### ACTIVITY
Restate the records underneath, keeping each one exactly the same.

(Collected data entries)

☆ ☆ ☆ ☆ ☆

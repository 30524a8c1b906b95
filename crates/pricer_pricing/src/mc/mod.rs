//! Monte Carlo pricing of autocallable notes under Heston dynamics.
//!
//! # Architecture
//!
//! ```text
//! MonteCarloPricer
//! ├── MonteCarloConfig     (paths, seed, antithetic, grid, degeneracy policy)
//! ├── TimeGrid             (valuation + refined observation times)
//! ├── HestonPathSimulator  (Milstein step, correlated drivers)
//! ├── PathWorkspace        (per-chunk reusable buffers)
//! ├── PayoffEvaluator      (autocall / coupon / memory state machine)
//! └── PathStatistics       (Welford accumulation, ordered merge)
//! ```
//!
//! Paths are simulated in fixed-size chunks, each with its own random
//! stream derived from the master seed, and the chunk statistics are
//! merged in chunk order. Results are therefore reproducible bit for bit
//! for a given seed and configuration, independently of the thread pool.
//!
//! # Examples
//!
//! ```rust
//! use pricer_core::market_data::MarketEnvironment;
//! use pricer_core::types::Date;
//! use pricer_models::instruments::AutocallableNote;
//! use pricer_models::models::HestonParameters;
//! use pricer_pricing::mc::{MonteCarloConfig, MonteCarloPricer};
//!
//! let valuation = Date::from_ymd(2024, 7, 20).unwrap();
//! let env = MarketEnvironment::builder(valuation, 79.98)
//!     .risk_free_rate(0.02)
//!     .dividend_yield(0.028)
//!     .build()
//!     .unwrap();
//!
//! let dates = vec![
//!     Date::from_ymd(2025, 1, 20).unwrap(),
//!     Date::from_ymd(2025, 7, 20).unwrap(),
//! ];
//! let note = AutocallableNote::athena(dates, 1_000_000.0, 79.98, 0.04, 0.6)
//!     .memory(true)
//!     .build()
//!     .unwrap();
//! let params = HestonParameters::new(0.04, 1.5, 0.04, 0.3, -0.6).unwrap();
//!
//! let config = MonteCarloConfig::builder()
//!     .n_paths(4_000)
//!     .antithetic(true)
//!     .seed(42)
//!     .build()
//!     .unwrap();
//!
//! let result = MonteCarloPricer::new(config)
//!     .unwrap()
//!     .price(&params, &env, &note)
//!     .unwrap();
//! assert_eq!(result.num_samples, 2_000);
//! ```

pub mod config;
pub mod error;
pub mod paths;
pub mod payoff;
pub mod pricer;
pub mod workspace;

// Re-exports for convenient access
pub use config::{
    DegeneracyPolicy, MonteCarloConfig, MonteCarloConfigBuilder, MAX_PATHS, MAX_STEPS_PER_YEAR,
};
pub use error::{ConfigError, PricingError, SimulationError};
pub use paths::{HestonPathSimulator, PathSample, SimulationPath, TimeGrid};
pub use payoff::{NoteState, NoteStatus, PathOutcome, PayoffEvaluator};
pub use pricer::{
    AutocallProbability, MonteCarloPricer, PathStatistics, PricingResult,
    EARLY_TERMINATION_BATCH,
};
pub use workspace::PathWorkspace;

☆ ☆ ☆ ☆ ☆

### ANSWER TO THIS PROBLEM
repository 30524a8c1b906b95
filename crates/pricer_pricing/src/mc/mod.rs
//! Monte Carlo pricing of autocallable notes under Heston dynamics.
//!
//! # Architecture
//!
//! ```text
//! MonteCarloPricer
//! ├── MonteCarloConfig     (paths, seed, antithetic, grid, degeneracy policy)
//! ├── TimeGrid             (valuation + refined observation times)
//! ├── HestonPathSimulator  (Milstein step, correlated drivers)
//! ├── PathWorkspace        (per-chunk reusable buffers)
//! ├── PayoffEvaluator      (autocall / coupon / memory state machine)
//! └── PathStatistics       (Welford accumulation, ordered merge)
//! ```
//!
//! Paths are simulated in fixed-size chunks, each with its own random
//! stream derived from the master seed, and the chunk statistics are
//! merged in chunk order. Results are therefore reproducible bit for bit
//! for a given seed and configuration, independently of the thread pool.
//!
//! # Examples
//!
//! ```rust
//! use pricer_core::market_data::MarketEnvironment;
//! use pricer_core::types::Date;
//! use pricer_models::instruments::AutocallableNote;
//! use pricer_models::models::HestonParameters;
//! use pricer_pricing::mc::{MonteCarloConfig, MonteCarloPricer};
//!
//! let valuation = Date::from_ymd(2024, 7, 20).unwrap();
//! let env = MarketEnvironment::builder(valuation, 79.98)
//!     .risk_free_rate(0.02)
//!     .dividend_yield(0.028)
//!     .build()
//!     .unwrap();
//!
//! let dates = vec![
//!     Date::from_ymd(2025, 1, 20).unwrap(),
//!     Date::from_ymd(2025, 7, 20).unwrap(),
//! ];
//! let note = AutocallableNote::athena(dates, 1_000_000.0, 79.98, 0.04, 0.6)
//!     .memory(true)
//!     .build()
//!     .unwrap();
//! let params = HestonParameters::new(0.04, 1.5, 0.04, 0.3, -0.6).unwrap();
//!
//! let config = MonteCarloConfig::builder()
//!     .n_paths(4_000)
//!     .antithetic(true)
//!     .seed(42)
//!     .build()
//!     .unwrap();
//!
//! let result = MonteCarloPricer::new(config)
//!     .unwrap()
//!     .price(&params, &env, &note)
//!     .unwrap();
//! assert_eq!(result.num_samples, 2_000);
//! ```

pub mod config;
pub mod error;
pub mod paths;
pub mod payoff;
pub mod pricer;
pub mod workspace;

// Re-exports for convenient access
pub use config::{
    DegeneracyPolicy, MonteCarloConfig, MonteCarloConfigBuilder, MAX_PATHS, MAX_STEPS_PER_YEAR,
};
pub use error::{ConfigError, PricingError, SimulationError};
pub use paths::{HestonPathSimulator, PathSample, SimulationPath, TimeGrid};
pub use payoff::{NoteState, NoteStatus, PathOutcome, PayoffEvaluator};
pub use pricer::{
    AutocallProbability, MonteCarloPricer, PathStatistics, PricingResult,
    EARLY_TERMINATION_BATCH,
};
pub use workspace::PathWorkspace;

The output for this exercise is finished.